Dans ce contexte, les documents directeurs de ces politiques valorisent en premier lieu des indicateurs quantitatifs valorisant le nombre de retours sur le marché du travail (même si certaines formes d’emploi ne permettent pas l’autonomie des personnes qui les occupent), davantage que ceux relatifs à la qualité de l’emploi (qui ont trait au type de contrat et au temps de travail notamment) – et ce à l’échelle européenne comme à l’échelle locale. Ces indicateurs peuvent placer les professionnel·les de l’insertion en position délicate : se donner le plus de chances possibles de respecter ces indicateurs peut les amener à donner la priorité aux demandeurs et demandeuses d’emploi les plus facilement insérables sur le marché du travail, au détriment d’un suivi de tous les types de profil de personnes, notamment celles considérées, à tort ou à raison, comme les plus éloignées de l’emploi.

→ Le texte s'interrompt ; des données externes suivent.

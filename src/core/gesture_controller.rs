// Gesture state machine: picks Idle / Move / Click from the finger states of the
// current frame and emits at most one pointer command. The mode is recomputed
// every cycle with no memory of the previous one.

use crate::core::config::Config;
use crate::core::cursor_mapper::CursorMapper;
use crate::core::frame_analyzer::HandAnalysis;
use crate::core::geometry;
use crate::models::control::{ClickCheck, ControlError, ControlResult, GestureDecision, Mode};
use crate::models::hand::{Finger, FingerStates, HandLandmark};
use crate::models::input::{PointerCommand, ScreenSize};
use crate::platform::input::PointerInjector;

/// First matching rule wins: index up with middle down moves, index and
/// middle up clicks, anything else is idle
pub fn select_mode(fingers: &FingerStates) -> Mode {
    let index = fingers.is_extended(Finger::Index);
    let middle = fingers.is_extended(Finger::Middle);

    if index && !middle {
        Mode::Move
    } else if index && middle {
        Mode::Click
    } else {
        Mode::Idle
    }
}

/// Mode for an untyped finger vector; anything but 5 flags is rejected
pub fn select_mode_from_flags(flags: &[bool]) -> ControlResult<Mode> {
    Ok(select_mode(&FingerStates::from_slice(flags)?))
}

/// Click distance threshold, optionally rescaled to the actual frame size
#[derive(Debug, Clone, Copy, PartialEq)]
pub struct ClickThreshold {
    pub pixels: f64,
    /// Capture size `pixels` was chosen for; set to rescale by frame diagonal
    pub reference: Option<(u32, u32)>,
}

impl ClickThreshold {
    pub fn fixed(pixels: f64) -> Self {
        Self {
            pixels,
            reference: None,
        }
    }

    pub fn for_frame(&self, width: u32, height: u32) -> f64 {
        match self.reference {
            Some((ref_w, ref_h)) => {
                let reference = (ref_w as f64).hypot(ref_h as f64);
                let actual = (width as f64).hypot(height as f64);
                self.pixels * actual / reference
            }
            None => self.pixels,
        }
    }
}

pub struct GestureController {
    mapper: CursorMapper,
    click_threshold: ClickThreshold,
    mirror_x: bool,
}

impl GestureController {
    pub fn new(mapper: CursorMapper, click_threshold: ClickThreshold, mirror_x: bool) -> Self {
        Self {
            mapper,
            click_threshold,
            mirror_x,
        }
    }

    /// Build from a configuration, rejecting values that would produce
    /// non-finite moves (e.g. a smoothing factor of 0)
    pub fn from_config(config: &Config, screen: ScreenSize) -> ControlResult<Self> {
        config
            .validate()
            .map_err(|e| ControlError::InvalidConfig(e.to_string()))?;

        let mapper = CursorMapper::new(config.active_region(), screen, config.smoothing_factor);
        let click_threshold = ClickThreshold {
            pixels: config.click_threshold,
            reference: config
                .normalize_click_threshold
                .then_some((config.capture_width, config.capture_height)),
        };
        Ok(Self::new(mapper, click_threshold, config.mirror_x))
    }

    pub fn mapper(&self) -> &CursorMapper {
        &self.mapper
    }

    /// Run one cycle for the analyzed hand.
    ///
    /// A failed injection is returned as an error and leaves the cursor locus
    /// where it was.
    pub fn step(
        &mut self,
        hand: &HandAnalysis,
        pointer: &mut dyn PointerInjector,
    ) -> ControlResult<GestureDecision> {
        let mode = select_mode(&hand.fingers);
        tracing::debug!(fingers = %hand.fingers, %mode, "gesture");

        match mode {
            Mode::Move => {
                let tip = hand.landmarks.get(HandLandmark::IndexFingerTip).point();
                let next = self.mapper.propose(tip);
                let x = if self.mirror_x {
                    self.mapper.screen().width as f64 - next.x
                } else {
                    next.x
                };
                let command = PointerCommand::Move { x, y: next.y };

                pointer.send(command)?;
                self.mapper.commit(next);
                tracing::trace!(%command, "pointer moved");

                Ok(GestureDecision {
                    mode,
                    command: Some(command),
                    click: None,
                })
            }
            Mode::Click => {
                let segment = geometry::distance(
                    &hand.landmarks,
                    HandLandmark::IndexFingerTip.index(),
                    HandLandmark::MiddleFingerTip.index(),
                )?;
                let threshold = self
                    .click_threshold
                    .for_frame(hand.frame_width, hand.frame_height);
                let fired = segment.length < threshold;

                let command = if fired {
                    pointer.send(PointerCommand::Click)?;
                    tracing::debug!(distance = segment.length, threshold, "click fired");
                    Some(PointerCommand::Click)
                } else {
                    None
                };

                Ok(GestureDecision {
                    mode,
                    command,
                    click: Some(ClickCheck {
                        segment,
                        threshold,
                        fired,
                    }),
                })
            }
            Mode::Idle => Ok(GestureDecision::idle()),
        }
    }
}

#[cfg(test)]
mod tests {
    use super::*;
    use crate::core::cursor_mapper::ActiveRegion;
    use crate::models::control::CursorLocus;
    use crate::models::hand::{LandmarkFrame, PixelPoint, HAND_LANDMARK_COUNT};
    use crate::models::input::{PointerError, PointerResult};
    use crate::platform::input::DryRunPointer;
    use proptest::prelude::*;

    struct FailingPointer;

    impl PointerInjector for FailingPointer {
        fn move_to(&mut self, _x: f64, _y: f64) -> PointerResult<()> {
            Err(PointerError::CommandFailed("display gone".to_string()))
        }

        fn click(&mut self) -> PointerResult<()> {
            Err(PointerError::CommandFailed("display gone".to_string()))
        }

        fn screen_size(&self) -> PointerResult<ScreenSize> {
            Ok(ScreenSize::new(1920, 1080))
        }

        fn describe(&self) -> String {
            "failing".to_string()
        }
    }

    /// Hand with the index tip at `index_tip` and the middle tip at `middle_tip`;
    /// PIP joints sit at y = 300, every other point at (300, 350)
    fn hand(index_tip: (i32, i32), middle_tip: (i32, i32)) -> HandAnalysis {
        let mut points = vec![(300, 350); HAND_LANDMARK_COUNT];
        points[HandLandmark::IndexFingerPip.index()] = (index_tip.0, 300);
        points[HandLandmark::MiddleFingerPip.index()] = (middle_tip.0, 300);
        points[HandLandmark::IndexFingerTip.index()] = index_tip;
        points[HandLandmark::MiddleFingerTip.index()] = middle_tip;
        HandAnalysis::from_frame(LandmarkFrame::from_points(&points).unwrap(), 640, 480).unwrap()
    }

    fn controller() -> GestureController {
        let mapper = CursorMapper::new(
            ActiveRegion::inset(640, 480, 100),
            ScreenSize::new(1920, 1080),
            17.0,
        );
        GestureController::new(mapper, ClickThreshold::fixed(45.0), false)
    }

    #[test]
    fn test_mode_selection() {
        let modes = [
            ([false, true, false, false, false], Mode::Move),
            ([false, true, true, false, false], Mode::Click),
            ([false, false, false, false, false], Mode::Idle),
            ([true, false, true, true, true], Mode::Idle),
            ([true, true, false, true, true], Mode::Move),
        ];
        for (flags, expected) in modes {
            assert_eq!(select_mode(&FingerStates::new(flags)), expected);
        }
    }

    #[test]
    fn test_malformed_finger_vector() {
        assert!(matches!(
            select_mode_from_flags(&[false, true, false]),
            Err(ControlError::InvalidGestureInput { len: 3 })
        ));
        assert_eq!(
            select_mode_from_flags(&[false, true, true, false, false]).unwrap(),
            Mode::Click
        );
    }

    #[test]
    fn test_move_emits_smoothed_command_and_commits() {
        let mut controller = controller();
        let mut pointer = DryRunPointer::new(ScreenSize::new(1920, 1080));

        // (320 - 100) / 440 * 1920 = 960, (200 - 100) / 280 * 1080 = 385.71
        let decision = controller.step(&hand((320, 200), (330, 350)), &mut pointer).unwrap();
        assert_eq!(decision.mode, Mode::Move);

        let expected = CursorLocus::new(960.0 / 17.0, (100.0 / 280.0 * 1080.0) / 17.0);
        match decision.command {
            Some(PointerCommand::Move { x, y }) => {
                assert!((x - expected.x).abs() < 1e-9);
                assert!((y - expected.y).abs() < 1e-9);
            }
            other => panic!("expected a move, got {:?}", other),
        }
        assert_eq!(pointer.commands().len(), 1);
        assert!((controller.mapper().locus().x - expected.x).abs() < 1e-9);
    }

    #[test]
    fn test_mirror_applies_to_command_only() {
        let mapper = CursorMapper::new(
            ActiveRegion::inset(640, 480, 100),
            ScreenSize::new(1920, 1080),
            17.0,
        );
        let mut controller = GestureController::new(mapper, ClickThreshold::fixed(45.0), true);
        let mut pointer = DryRunPointer::new(ScreenSize::new(1920, 1080));

        let decision = controller.step(&hand((320, 200), (330, 350)), &mut pointer).unwrap();
        let locus = controller.mapper().locus();
        match decision.command {
            Some(PointerCommand::Move { x, .. }) => assert!((x - (1920.0 - locus.x)).abs() < 1e-9),
            other => panic!("expected a move, got {:?}", other),
        }
        assert!((locus.x - 960.0 / 17.0).abs() < 1e-9);
    }

    #[test]
    fn test_click_fires_below_threshold() {
        let mut controller = controller();
        let mut pointer = DryRunPointer::new(ScreenSize::new(1920, 1080));

        let decision = controller.step(&hand((300, 200), (320, 215)), &mut pointer).unwrap();
        assert_eq!(decision.mode, Mode::Click);
        assert_eq!(decision.command, Some(PointerCommand::Click));
        let click = decision.click.unwrap();
        assert_eq!(click.segment.length, 25.0);
        assert_eq!(click.segment.midpoint, PixelPoint::new(310, 207));
        assert!(click.fired);
        assert_eq!(pointer.commands(), &[PointerCommand::Click]);
        assert_eq!(controller.mapper().locus(), CursorLocus::default());
    }

    #[test]
    fn test_click_at_threshold_does_not_fire() {
        let mut controller = controller();
        let mut pointer = DryRunPointer::new(ScreenSize::new(1920, 1080));

        // 27-36-45 triangle: exactly the threshold
        let decision = controller.step(&hand((300, 200), (327, 236)), &mut pointer).unwrap();
        let click = decision.click.unwrap();
        assert_eq!(click.segment.length, 45.0);
        assert!(!click.fired);
        assert!(decision.command.is_none());
        assert!(pointer.commands().is_empty());
    }

    #[test]
    fn test_idle_emits_nothing() {
        let mut controller = controller();
        let mut pointer = DryRunPointer::new(ScreenSize::new(1920, 1080));

        let decision = controller.step(&hand((300, 320), (330, 320)), &mut pointer).unwrap();
        assert_eq!(decision, GestureDecision::idle());
        assert!(pointer.commands().is_empty());
    }

    #[test]
    fn test_failed_move_keeps_locus() {
        let mut controller = controller();
        let result = controller.step(&hand((320, 200), (330, 350)), &mut FailingPointer);
        assert!(matches!(result, Err(ControlError::InjectionFailure(_))));
        assert_eq!(controller.mapper().locus(), CursorLocus::default());
    }

    #[test]
    fn test_click_threshold_normalization() {
        let threshold = ClickThreshold {
            pixels: 45.0,
            reference: Some((640, 480)),
        };
        assert!((threshold.for_frame(640, 480) - 45.0).abs() < 1e-9);
        assert!((threshold.for_frame(1280, 960) - 90.0).abs() < 1e-9);
        assert_eq!(ClickThreshold::fixed(45.0).for_frame(1280, 960), 45.0);
    }

    #[test]
    fn test_from_config_normalizes_only_when_enabled() {
        let mut config = Config::default();
        let controller = GestureController::from_config(&config, ScreenSize::new(1920, 1080)).unwrap();
        assert_eq!(controller.click_threshold.reference, None);

        config.normalize_click_threshold = true;
        let controller = GestureController::from_config(&config, ScreenSize::new(1920, 1080)).unwrap();
        assert_eq!(controller.click_threshold.reference, Some((640, 480)));
    }

    #[test]
    fn test_from_config_rejects_degenerate_smoothing() {
        for factor in [0.0, 1.0, f64::NAN] {
            let config = Config {
                smoothing_factor: factor,
                ..Config::default()
            };
            assert!(matches!(
                GestureController::from_config(&config, ScreenSize::new(1920, 1080)),
                Err(ControlError::InvalidConfig(_))
            ));
        }
    }

    proptest! {
        #[test]
        fn prop_mode_depends_only_on_index_and_middle(flags in prop::array::uniform5(any::<bool>())) {
            let mode = select_mode(&FingerStates::new(flags));
            let expected = match (flags[1], flags[2]) {
                (true, false) => Mode::Move,
                (true, true) => Mode::Click,
                _ => Mode::Idle,
            };
            prop_assert_eq!(mode, expected);
        }
    }
}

Ce dilemme revêt des enjeux genrés : certaines catégories de demandeuses d’emploi peuvent apparaitre trop difficilement rapidement insérables sur le marché du travail. Ainsi en va-t-il par exemple des mères de jeunes enfants, auxquelles certaines conseillères et conseillers insertion refusent l’accès aux dispositifs d’insertion tant que la question de la garde des jeunes enfants n’est pas résolue. De même, certaines femmes ayant consacré toute leur vie d’adulte à la sphère domestique et arrivant à l’âge de 45 ans sans aucune expérience professionnelle peuvent-elles apparaître comme difficilement insérables sur le marché du travail pour des professionnel·les de l’emploi précoccupé·es par l’atteinte des objectifs fixés par leur institution. Pour ces catégories de femmes, le parcours vers l’emploi est souvent plus long que la moyenne, car il nécessite de passer par des formations préqualifiantes, ainsi que des formations linguistiques lorsque ces femmes sont d’origine immigrées. Ces publics féminins peuvent ainsi être considérés comme des freins à l’atteinte des objectifs de retour en emploi qui pèsent sur les structures d’insertion. Si ces arbitrages ne sont pas systématiques, ils ne sont pas pour autant isolés.
La « ruse de la mise en œuvre » désigne, selon le sociologue Vincent Dubois une stratégie des pouvoirs publics consistant, par l’affichage de certaines mesures, à donner l’impression de traiter d’un sujet, sans outiller les agent·es chargé·es de sa mise en œuvre des moyens nécessaires pour le traiter. L’institutionnalisation des questions de genre dans le secteur de l’emploi en fournit un bon exemple. Tant que l’égalité sera « intégrée » dans les institutions du service public de l’emploi sans que ne soient questionnés les moyens qui lui sont effectivement consacrés, elle risque de rester lettre morte. De même, tant que l’égalité sera intégrée comme « supplément d’âme » aux politiques d’emploi, sans que celles-ci ne fassent de la promotion d’emplois de qualité un objectif prioritaire, les inégalités entre les femmes et les hommes sur le marché du travail ont de beaux jours devant elles.
NDLR : Gwenaëlle Perrier a récemment publié les ouvrages Genre et politiques de l’emploi. Une comparaison France-Allemagne aux Presses universitaires de Rennes et Politiques sociales : un état des savoirs, avec Olivier Giraud, aux éditions La Découverte, tous deux en 2022.